The submission defines Iraq’s straight baselines and those based on the lowest low-water line for measuring its territorial sea.
 
What Baghdad’s submission recalibrates

Iraq’s new deposit marks a departure from a maritime status quo that has constrained its access to open waters since 1993.

With only 58 kilometers of coastline and heavy dependence on Khor Abdullah, Iraq has long argued that its maritime depth is structurally limited.
By submitting coordinates consistent with UNCLOS provisions, Baghdad seeks to ground its claims within a formal legal framework rather than rely on provisional understandings.

The coordinates extend into areas where Iraqi interests intersect with those of other Gulf Arab states and Iran.
They also overlap with offshore hydrocarbon prospects, including the Durra/Arash field – contested between Kuwait, Saudi Arabia, and Iran – and areas such as Jamal Tuyina 2.
By formalizing its maritime limits, Iraq positions itself as a recognized stakeholder in any future resource arrangements.

According to Maj. Gen. Jamal al-Halbousi, a member of Iraq’s border demarcation committee, the official objective is regulation of maritime activity, protection of ports, and navigational safety. Strategically, the step strengthens Iraq’s hand in negotiations and signals that Baghdad intends to operate as an equal maritime actor in the northern Persian Gulf rather than a confined littoral state.

Khor Abdullah and the leverage of passage

At the heart of the dispute lies Khor Abdullah, the channel separating Iraq’s Al-Faw Peninsula from Kuwait’s Boubyan and Warba islands.
For Iraq, the waterway connects Umm Qasr and Khor al-Zubair to global trade routes.
Any restriction reverberates immediately through supply chains and revenue streams.

For Kuwait, the same corridor is central to the Mubarak al-Kabir Port project on Boubyan Island. Geography ensures that neither state can ignore the other.
Control over navigation in this narrow passage translates into influence over trade flows in the northern Gulf.

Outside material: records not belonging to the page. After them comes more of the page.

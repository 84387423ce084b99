//! Output format specifications.

use clap::ValueEnum;
use serde::{Deserialize, Serialize};

/// Supported output formats for CLI commands.
#[derive(Debug, Clone, Copy, PartialEq, Eq, Default, ValueEnum, Serialize, Deserialize)]
#[serde(rename_all = "lowercase")]
pub enum OutputFormat {
    /// Structured JSON envelope (default for machine consumption)
    #[default]
    Json,

    /// Human-readable Markdown
    Md,

    /// One-line summary for quick status checks
    Summary,

    /// Minimal output (exit code only)
    Exitcode,
}

impl OutputFormat {
    /// Whether this format is meant to be parsed by another program.
    pub fn is_machine(&self) -> bool {
        matches!(self, OutputFormat::Json | OutputFormat::Exitcode)
    }
}

impl std::fmt::Display for OutputFormat {
    fn fmt(&self, f: &mut std::fmt::Formatter<'_>) -> std::fmt::Result {
        match self {
            OutputFormat::Json => write!(f, "json"),
            OutputFormat::Md => write!(f, "md"),
            OutputFormat::Summary => write!(f, "summary"),
            OutputFormat::Exitcode => write!(f, "exitcode"),
        }
    }
}

#[cfg(test)]
mod tests {
    use super::*;

    #[test]
    fn test_display_matches_serde() {
        for format in [
            OutputFormat::Json,
            OutputFormat::Md,
            OutputFormat::Summary,
            OutputFormat::Exitcode,
        ] {
            let json = serde_json::to_string(&format).unwrap();
            assert_eq!(json, format!("\"{}\"", format));
        }
    }

    #[test]
    fn test_machine_formats() {
        assert!(OutputFormat::Json.is_machine());
        assert!(!OutputFormat::Md.is_machine());
    }
}
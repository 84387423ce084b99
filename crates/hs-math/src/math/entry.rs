//! Numeric entries as typed into a probability editor.
//!
//! An entry is `None` until the user types something that parses as a finite
//! number. Absent entries count as zero in sums and render as `0` when a
//! vector is joined for the wire format.

/// Parse one raw text input leniently.
///
/// Surrounding whitespace is ignored. Empty, non-numeric and non-finite
/// inputs all yield `None`.
pub fn parse_entry(text: &str) -> Option<f64> {
    let trimmed = text.trim();
    if trimmed.is_empty() {
        return None;
    }
    trimmed.parse::<f64>().ok().filter(|v| v.is_finite())
}

/// Value an entry contributes to a sum.
#[inline]
pub fn entry_value(entry: Option<f64>) -> f64 {
    entry.unwrap_or(0.0)
}

/// Sum of a sequence of entries, absent ones counting as zero.
///
/// Accumulates from the last entry towards the first. This is the order the
/// legacy editor used, which matters when the sum is compared exactly.
pub fn sum_entries(entries: &[Option<f64>]) -> f64 {
    entries
        .iter()
        .rev()
        .fold(0.0, |acc, entry| entry_value(*entry) + acc)
}

/// Render one entry for the wire format.
///
/// Uses the shortest representation that parses back to the same `f64`.
pub fn format_entry(entry: Option<f64>) -> String {
    format!("{}", entry_value(entry))
}

/// Comma-join a sequence of entries.
pub fn join_entries(entries: &[Option<f64>]) -> String {
    entries
        .iter()
        .map(|e| format_entry(*e))
        .collect::<Vec<_>>()
        .join(",")
}

#[cfg(test)]
mod tests {
    use super::*;

    #[test]
    fn test_parse_entry_lenient() {
        assert_eq!(parse_entry("0.25"), Some(0.25));
        assert_eq!(parse_entry("  1 "), Some(1.0));
        assert_eq!(parse_entry(""), None);
        assert_eq!(parse_entry("   "), None);
        assert_eq!(parse_entry("abc"), None);
        assert_eq!(parse_entry("NaN"), None);
        assert_eq!(parse_entry("inf"), None);
    }

    #[test]
    fn test_sum_treats_missing_as_zero() {
        assert_eq!(sum_entries(&[Some(0.5), None, Some(0.5)]), 1.0);
        assert_eq!(sum_entries(&[]), 0.0);
        assert_eq!(sum_entries(&[None, None]), 0.0);
    }

    #[test]
    fn test_sum_accumulates_from_the_back() {
        // 0.1 + (0.2 + 0.7) is one ulp short of 1.0 in binary floating point.
        assert_eq!(sum_entries(&[Some(0.1), Some(0.2), Some(0.7)]), 0.1 + (0.2 + 0.7));
        assert_ne!(sum_entries(&[Some(0.1), Some(0.2), Some(0.7)]), 1.0);
    }

    #[test]
    fn test_join_entries() {
        assert_eq!(join_entries(&[Some(0.6), Some(0.4)]), "0.6,0.4");
        assert_eq!(join_entries(&[Some(1.0), None]), "1,0");
        assert_eq!(join_entries(&[]), "");
    }
}
//! State-transition probability matrix.

use hs_common::{Error, Result};
use hs_math::ProbabilityVectorValidator;

use super::probability::{ProbabilityVector, VectorStatus};

/// One row per source state; each row is validated on its own.
#[derive(Debug, Clone, PartialEq)]
pub struct TransitionMatrixBuilder {
    rows: Vec<ProbabilityVector>,
}

impl TransitionMatrixBuilder {
    /// An N×N matrix of untouched slots.
    pub fn new(states: usize) -> Self {
        TransitionMatrixBuilder {
            rows: (0..states).map(|_| ProbabilityVector::new(states)).collect(),
        }
    }

    pub fn len(&self) -> usize {
        self.rows.len()
    }

    pub fn is_empty(&self) -> bool {
        self.rows.is_empty()
    }

    /// Set the probability of moving from state `from` to state `to`
    /// (both 1-based). Only the owning row is re-validated.
    pub fn set(
        &mut self,
        from: usize,
        to: usize,
        value: Option<f64>,
        validator: &ProbabilityVectorValidator,
    ) -> Result<VectorStatus> {
        let n = self.rows.len();
        let slot = to
            .checked_sub(1)
            .filter(|slot| *slot < n)
            .ok_or_else(|| Error::not_found(format!("transition {} -> {}", from, to)))?;
        let row = from
            .checked_sub(1)
            .and_then(|r| self.rows.get_mut(r))
            .ok_or_else(|| Error::not_found(format!("transition row {}", from)))?;
        row.set(slot, value, validator).cloned()
    }

    /// Row of source state `from` (1-based).
    pub fn row(&self, from: usize) -> Option<&ProbabilityVector> {
        from.checked_sub(1).and_then(|r| self.rows.get(r))
    }

    pub fn rows(&self) -> &[ProbabilityVector] {
        &self.rows
    }

    /// Accepted joined value of each row, in row order.
    pub fn accepted_rows(&self) -> Vec<Option<&str>> {
        self.rows.iter().map(|row| row.accepted()).collect()
    }
}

The Development Road and Al-Faw: Iraq’s logistical wager

The maritime recalibration coincides with Iraq’s most ambitious infrastructure undertaking in decades: the Development Road project.
Designed to link Basra to the Turkish border through an integrated network of highways and railways spanning more than 1,200 kilometers, the project aims to position Iraq as a transit corridor connecting Asia to Europe.

At its center stands the Grand Port of Al-Faw, envisioned as a deep-water hub capable of receiving ultra-large container vessels.
The submerged Basra Tunnel beneath the Shatt al-Arab forms a critical component, linking rail and road networks directly to port facilities.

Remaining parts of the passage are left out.